I finish up by going through the bag until I’ve hit three in a row with each club within the bounds of the two poles. Total concentration. Grip, feet, alignment – then empty the brain up in my head of all thoughts that might pollute the other brain – the one down in the gut that knows exactly what to do because he’s done it thousands of times before. I stubbornly try to hit the ball the way I used to thirty years ago. The technique is still there but the body is a lot less flexible and I have to adjust to that. It’s still a great game!

I wearily stack all my clubs back in the bag, lug it over to the car and wander in to the club house for a well-earned beer. Sitting in the bay window overlooking the eighteenth green, watching a ladies foursome earnestly putting out as if the British Open was at stake, I rerun the video of the questions I might ask at the conference and the possible responses. My video could not have imagined the events that were to follow.

I did however have one idea which might be useful. I had a fairly good friend from the past who might be able to help me. We had been regular visitors to each other’s houses when Liz had been alive but when one of the couple is gone there is a tendency to lose touch. George and Helen had, if my memory was correct, a son, Steven, whom we had watched grow up and who had, after university, gone into financial journalism. He was a few years younger than Callum and the last I had heard was that he was working in Edinburgh. It would be interesting to know if he knew anything about AIM.

I got up to leave just as a slightly boisterous foursome came in for their nineteenth hole. I knew two of them quite well, especially the shorter dark-haired, pugnacious looking individual in the plus-fours.

“Morning Keith,” I said in passing. “Morning John. Had a good game?”

“Hallo, Bob. Not leaving are you? Stop a minute and have a drink.”

Keith and John were fellow members of the club with whom I had occasionally played in competitions. They were good enough characters. Keith, or as I should properly refer to as Sir Keith McDowell, was an extremely successful businessman who had taken over his father’s wholesale grocery business and built it up to become the largest chain of supermarkets in Scotland. He had recently been knighted for his success. Short and sturdy, with close cropped dark hair, going grey, he was a vigorous bundle of energy – the kind of man who never walked quietly into a room but bustled in, automatically turning heads. I didn’t know him that well but quite enjoyed his company. He played punchy golf, not much style but extremely competitive, and had a fund of rather dodgy jokes.

John Harris was a good friend who ran a veterinary clinic in the nearby town. Being in the heart of farming country and there being little competition, he had also been very successful in his career. Liz and I had got to know him years ago when we had had a dog and the friendship had developed from there.

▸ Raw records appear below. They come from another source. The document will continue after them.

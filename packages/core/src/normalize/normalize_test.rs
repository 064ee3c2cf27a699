//! Unit tests for the normalizer

use super::*;
use crate::error::CacheError;
use crate::models::{ArgumentValue, EntityKey, TypeCondition};
use serde_json::json;

fn vars(value: Value) -> Variables {
    match value {
        Value::Object(map) => map,
        _ => Variables::new(),
    }
}

fn book_query() -> Operation {
    Operation::query(vec![Selection::object(
        "book",
        vec![
            Selection::typename(),
            Selection::scalar("id"),
            Selection::scalar("title"),
        ],
    )
    .with_argument("id", ArgumentValue::variable("id"))])
}

#[test]
fn test_query_installs_root_link_and_entity_record() {
    let patch = normalize(
        &book_query(),
        &vars(json!({ "id": "book1" })),
        &json!({ "book": { "__typename": "Book", "id": "book1", "title": "GraphQL in Action" } }),
    )
    .unwrap();

    let root = patch.storage.root().unwrap();
    let link = root.get(r#"book@{"id":"book1"}"#).unwrap();
    assert_eq!(link.as_link().unwrap().resolve(), &EntityKey::new("Book", "book1"));

    let book = patch.storage.entity(&EntityKey::new("Book", "book1")).unwrap();
    assert_eq!(book.get("title").and_then(FieldValue::as_str), Some("GraphQL in Action"));
    assert_eq!(book.typename(), Some("Book"));

    assert_eq!(
        patch.touched,
        DependencySet::from([StorageKey::Root, StorageKey::entity("Book", "book1")])
    );
}

#[test]
fn test_mutation_leaves_root_untouched() {
    let operation = Operation::mutation(vec![Selection::object(
        "updateBook",
        vec![
            Selection::typename(),
            Selection::scalar("id"),
            Selection::scalar("title"),
        ],
    )]);

    let patch = normalize(
        &operation,
        &Variables::new(),
        &json!({ "updateBook": { "__typename": "Book", "id": "book1", "title": "Renamed" } }),
    )
    .unwrap();

    assert!(patch.storage.root().is_none());
    assert_eq!(
        patch.touched,
        DependencySet::from([StorageKey::entity("Book", "book1")])
    );
}

#[test]
fn test_unidentified_objects_stay_embedded() {
    let operation = Operation::query(vec![Selection::object(
        "book",
        vec![
            Selection::typename(),
            Selection::scalar("id"),
            Selection::object(
                "dimensions",
                vec![Selection::scalar("width"), Selection::scalar("height")],
            ),
        ],
    )]);

    let patch = normalize(
        &operation,
        &Variables::new(),
        &json!({ "book": {
            "__typename": "Book", "id": "b1",
            "dimensions": { "width": 6, "height": 9 }
        } }),
    )
    .unwrap();

    let book = patch.storage.entity(&EntityKey::new("Book", "b1")).unwrap();
    let dimensions = book.get("dimensions").unwrap().as_object().unwrap();
    assert_eq!(dimensions.get("width"), Some(&FieldValue::from_scalar(json!(6))));
    // Root + Book only: the embedded object gets no record of its own
    assert_eq!(patch.storage.len(), 2);
}

#[test]
fn test_lists_preserve_positions_and_nulls() {
    let operation = Operation::query(vec![Selection::object(
        "books",
        vec![Selection::typename(), Selection::scalar("id")],
    )]);

    let patch = normalize(
        &operation,
        &Variables::new(),
        &json!({ "books": [
            { "__typename": "Book", "id": "b1" },
            null,
            { "__typename": "Book", "id": "b2" }
        ] }),
    )
    .unwrap();

    let books = patch.storage.root().unwrap().get("books").unwrap();
    let items = books.as_list().unwrap();
    assert_eq!(items.len(), 3);
    assert_eq!(items[0].as_link().unwrap().resolve(), &EntityKey::new("Book", "b1"));
    assert!(items[1].is_null());
    assert_eq!(items[2].as_link().unwrap().resolve(), &EntityKey::new("Book", "b2"));
}

#[test]
fn test_cyclic_graph_is_flattened_into_one_record_per_entity() {
    let operation = Operation::query(vec![Selection::object(
        "author",
        vec![
            Selection::typename(),
            Selection::scalar("id"),
            Selection::scalar("name"),
            Selection::object(
                "books",
                vec![
                    Selection::typename(),
                    Selection::scalar("id"),
                    Selection::object(
                        "author",
                        vec![Selection::typename(), Selection::scalar("id")],
                    ),
                ],
            ),
        ],
    )]);

    let patch = normalize(
        &operation,
        &Variables::new(),
        &json!({ "author": {
            "__typename": "Author", "id": "a1", "name": "Ada",
            "books": [{ "__typename": "Book", "id": "b1",
                        "author": { "__typename": "Author", "id": "a1" } }]
        } }),
    )
    .unwrap();

    let author = patch.storage.entity(&EntityKey::new("Author", "a1")).unwrap();
    assert_eq!(author.get("name").and_then(FieldValue::as_str), Some("Ada"));
    assert!(author.get("books").unwrap().is_list());

    let book = patch.storage.entity(&EntityKey::new("Book", "b1")).unwrap();
    assert!(book.get("author").unwrap().is_entity_link());
    assert_eq!(patch.storage.len(), 3);
}

#[test]
fn test_shape_mismatch_skips_only_the_offending_field() {
    let operation = Operation::query(vec![
        Selection::object("broken", vec![Selection::scalar("id")]),
        Selection::object(
            "book",
            vec![Selection::typename(), Selection::scalar("id")],
        ),
        Selection::scalar("count"),
    ]);

    let patch = normalize(
        &operation,
        &Variables::new(),
        &json!({
            "broken": 42,
            "book": { "__typename": "Book", "id": "b1" },
            "count": 3
        }),
    )
    .unwrap();

    let root = patch.storage.root().unwrap();
    assert!(!root.contains_key("broken"));
    assert!(root.get("book").unwrap().is_entity_link());
    assert_eq!(root.get("count"), Some(&FieldValue::from_scalar(json!(3))));
}

#[test]
fn test_mismatched_list_element_skips_whole_list() {
    let operation = Operation::query(vec![Selection::object(
        "books",
        vec![Selection::scalar("title")],
    )]);

    let patch = normalize(
        &operation,
        &Variables::new(),
        &json!({ "books": [{ "title": "ok" }, "not an object"] }),
    )
    .unwrap();

    assert!(!patch.storage.root().unwrap().contains_key("books"));
}

#[test]
fn test_absent_response_fields_stay_absent() {
    let patch = normalize(
        &book_query(),
        &vars(json!({ "id": "book1" })),
        &json!({ "book": { "__typename": "Book", "id": "book1" } }),
    )
    .unwrap();

    let book = patch.storage.entity(&EntityKey::new("Book", "book1")).unwrap();
    assert!(!book.contains_key("title"));
}

#[test]
fn test_fragment_spread_merges_into_current_level() {
    let operation = Operation::query(vec![Selection::object(
        "book",
        vec![
            Selection::typename(),
            Selection::scalar("id"),
            Selection::spread("BookDetails"),
        ],
    )])
    .with_fragment(
        "BookDetails",
        vec![Selection::scalar("title"), Selection::enumeration("format")],
    );

    let patch = normalize(
        &operation,
        &Variables::new(),
        &json!({ "book": { "__typename": "Book", "id": "b1", "title": "T", "format": "HARDCOVER" } }),
    )
    .unwrap();

    let book = patch.storage.entity(&EntityKey::new("Book", "b1")).unwrap();
    assert_eq!(book.get("title").and_then(FieldValue::as_str), Some("T"));
    assert_eq!(book.get("format").and_then(FieldValue::as_str), Some("HARDCOVER"));
}

#[test]
fn test_inline_fragments_apply_by_typename() {
    let operation = Operation::query(vec![Selection::object(
        "search",
        vec![
            Selection::typename(),
            Selection::scalar("id"),
            Selection::inline(TypeCondition::object("Book"), vec![Selection::scalar("title")]),
            Selection::inline(TypeCondition::object("Author"), vec![Selection::scalar("name")]),
        ],
    )]);

    let patch = normalize(
        &operation,
        &Variables::new(),
        &json!({ "search": [
            { "__typename": "Book", "id": "b1", "title": "T", "name": "stray" },
            { "__typename": "Author", "id": "a1", "name": "Ada" }
        ] }),
    )
    .unwrap();

    let book = patch.storage.entity(&EntityKey::new("Book", "b1")).unwrap();
    assert!(book.contains_key("title"));
    assert!(!book.contains_key("name"));

    let author = patch.storage.entity(&EntityKey::new("Author", "a1")).unwrap();
    assert!(author.contains_key("name"));
    assert!(!author.contains_key("title"));
}

#[test]
fn test_arguments_isolate_field_keys() {
    let books = |alias: &str, genre: &str| {
        Selection::object("books", vec![Selection::scalar("title")])
            .aliased(alias)
            .with_argument(
                "filters",
                ArgumentValue::object([("genre", ArgumentValue::literal(genre))]),
            )
    };
    let operation = Operation::query(vec![books("scifi", "scifi"), books("poetry", "poetry")]);

    let patch = normalize(
        &operation,
        &Variables::new(),
        &json!({ "scifi": [{ "title": "Dune" }], "poetry": [{ "title": "Odes" }] }),
    )
    .unwrap();

    let root = patch.storage.root().unwrap();
    assert!(root.contains_key(r#"books@{"filters":{"genre":"scifi"}}"#));
    assert!(root.contains_key(r#"books@{"filters":{"genre":"poetry"}}"#));
}

#[test]
fn test_missing_fragment_is_an_error() {
    let operation = Operation::query(vec![Selection::spread("Nope")]);
    let err = normalize(&operation, &Variables::new(), &json!({})).unwrap_err();
    assert!(err.is_precondition_violation());
}

#[test]
fn test_non_object_data_is_rejected() {
    let err = normalize(&book_query(), &Variables::new(), &json!([1, 2])).unwrap_err();
    assert!(matches!(err, CacheError::InvalidResponse(_)));
}

#[test]
fn test_identity_selected_by_a_sibling_selection() {
    let operation = Operation::query(vec![
        Selection::object("book", vec![Selection::typename(), Selection::scalar("id")]),
        Selection::spread("BookTitle"),
    ])
    .with_fragment(
        "BookTitle",
        vec![Selection::object("book", vec![Selection::scalar("title")])],
    );

    let patch = normalize(
        &operation,
        &Variables::new(),
        &json!({ "book": { "__typename": "Book", "id": "b1", "title": "T" } }),
    )
    .unwrap();

    let root = patch.storage.root().unwrap();
    assert!(root.get("book").unwrap().is_entity_link());
    let book = patch.storage.entity(&EntityKey::new("Book", "b1")).unwrap();
    assert_eq!(book.len(), 3);
}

The other two were unknown to me but were introduced by Keith as Gavin Reid, his lawyer from Edinburgh, and Peter Gibson. No further identification was volunteered for him.

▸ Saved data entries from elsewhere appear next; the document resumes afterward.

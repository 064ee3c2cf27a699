//! Store Events
//!
//! Events describing each storage change made by [`Store`](super::Store).
//! Observations are re-read only when an event intersects the set of storage
//! keys their last read depended on.
//!
//! # Event Flow
//!
//! 1. The store merges a normalized patch (or invalidates/clears records)
//! 2. Each registered observation checks [`StoreEvent::affects`] against its tracked set
//! 3. Affected observations re-read and queue an emission if the result changed
//! 4. The event is sent on the broadcast channel for raw subscribers

use crate::models::{DependencySet, StorageKey};
use std::sync::Arc;

/// A change to the store's contents
#[derive(Debug, Clone)]
pub enum StoreEvent {
    /// A write merged a patch touching these keys
    Written { touched: Arc<DependencySet> },

    /// One record was removed
    Invalidated { key: StorageKey },

    /// All records were dropped
    Reset,
}

impl StoreEvent {
    /// Get a string representation of the event type
    pub fn event_type(&self) -> &str {
        match self {
            StoreEvent::Written { .. } => "store:written",
            StoreEvent::Invalidated { .. } => "store:invalidated",
            StoreEvent::Reset => "store:reset",
        }
    }

    /// Whether a reader that depended on `tracked` may see different data after this event
    pub fn affects(&self, tracked: &DependencySet) -> bool {
        match self {
            StoreEvent::Written { touched } => !touched.is_disjoint(tracked),
            StoreEvent::Invalidated { key } => tracked.contains(key),
            StoreEvent::Reset => true,
        }
    }
}
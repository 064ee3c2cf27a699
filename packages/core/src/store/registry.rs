//! Observer Registry
//!
//! Per-store bookkeeping for live observations. Each registered observer
//! owns its operation, the storage keys its last read depended on, the last
//! value it emitted, and the sending half of its emission channel.
//!
//! The store calls [`ObserverRegistry::notify`] after every storage change,
//! with the change already applied. Every observer whose tracked set the
//! change intersects is re-read right there, so each relevant write produces
//! its own emission even when the consumer polls much later.

use super::observation::ObservedData;
use super::StoreEvent;
use crate::denormalize::{denormalize, Denormalized};
use crate::models::{DependencySet, Operation, Storage, Variables};
use std::collections::BTreeMap;
use tokio::sync::mpsc;

pub(super) type ObserverId = u64;

struct ObserverSlot {
    operation: Operation,
    variables: Variables,
    tracked: DependencySet,
    last: ObservedData,
    tx: mpsc::UnboundedSender<ObservedData>,
}

#[derive(Default)]
pub(super) struct ObserverRegistry {
    next_id: ObserverId,
    slots: BTreeMap<ObserverId, ObserverSlot>,
}

impl ObserverRegistry {
    /// Register an observer whose first read produced `initial`
    ///
    /// The first emission is queued on the returned receiver before this returns.
    pub(super) fn register(
        &mut self,
        operation: Operation,
        variables: Variables,
        initial: Denormalized,
    ) -> (ObserverId, mpsc::UnboundedReceiver<ObservedData>) {
        let (tx, rx) = mpsc::unbounded_channel();
        let first = ObservedData {
            data: initial.data,
            partial: initial.partial,
        };
        // The receiver is alive, so this cannot fail
        let _ = tx.send(first.clone());

        let id = self.next_id;
        self.next_id += 1;
        self.slots.insert(
            id,
            ObserverSlot {
                operation,
                variables,
                tracked: initial.dependencies,
                last: first,
                tx,
            },
        );
        (id, rx)
    }

    /// Drop an observer; returns whether it was still registered
    pub(super) fn unregister(&mut self, id: ObserverId) -> bool {
        self.slots.remove(&id).is_some()
    }

    pub(super) fn tracked(&self, id: ObserverId) -> Option<&DependencySet> {
        self.slots.get(&id).map(|slot| &slot.tracked)
    }

    pub(super) fn len(&self) -> usize {
        self.slots.len()
    }

    pub(super) fn is_empty(&self) -> bool {
        self.slots.is_empty()
    }

    /// Re-read every observer affected by `event` against `storage`
    ///
    /// Returns the number of emissions sent.
    pub(super) fn notify(&mut self, event: &StoreEvent, storage: &Storage, dedupe: bool) -> usize {
        let mut sent = 0;
        let mut closed = Vec::new();

        for (id, slot) in self.slots.iter_mut() {
            if !event.affects(&slot.tracked) {
                tracing::trace!(
                    observer = id,
                    operation = slot.operation.display_name(),
                    event = event.event_type(),
                    "Event does not affect observer"
                );
                continue;
            }

            let result = match denormalize(&slot.operation, &slot.variables, storage) {
                Ok(result) => result,
                Err(e) => {
                    tracing::error!(
                        observer = id,
                        operation = slot.operation.display_name(),
                        error = %e,
                        "Failed to re-read observed operation"
                    );
                    continue;
                }
            };

            slot.tracked = result.dependencies;
            let emission = ObservedData {
                data: result.data,
                partial: result.partial,
            };
            if dedupe && slot.last == emission {
                tracing::trace!(
                    observer = id,
                    operation = slot.operation.display_name(),
                    "Re-read produced identical data; not emitting"
                );
                continue;
            }

            slot.last = emission.clone();
            if slot.tx.send(emission).is_err() {
                closed.push(*id);
            } else {
                sent += 1;
            }
        }

        for id in closed {
            tracing::debug!(observer = id, "Dropping observer with closed receiver");
            self.slots.remove(&id);
        }
        sent
    }
}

I agreed to a very quick beer, not wanting to be unsociable. We chatted for a few minutes about our chances in the upcoming Ryder Cup. Peter seemed a harmless enough chap, a bit nondescript. He didn’t have much to say because, as usual, Keith monopolised most of the conversation. The lawyer from Edinburgh didn’t volunteer much. He kept himself rather reserved, in a lawyer’s observation mode. He was a bit overweight and balding. A rather supercilious air about him. His weak chin and round, slightly bloodshot eyes said to me that he probably drank a bit too much. My guess seemed to be confirmed when he ordered a refill – large gin and tonic – before I had even drunk half of my beer.

When I had finished my drink I left them to it, promising to give Keith a call soon to fix up eighteen holes.

“This time I’ll beat you,” he said with his usual competitiveness – half smile, half deadly serious.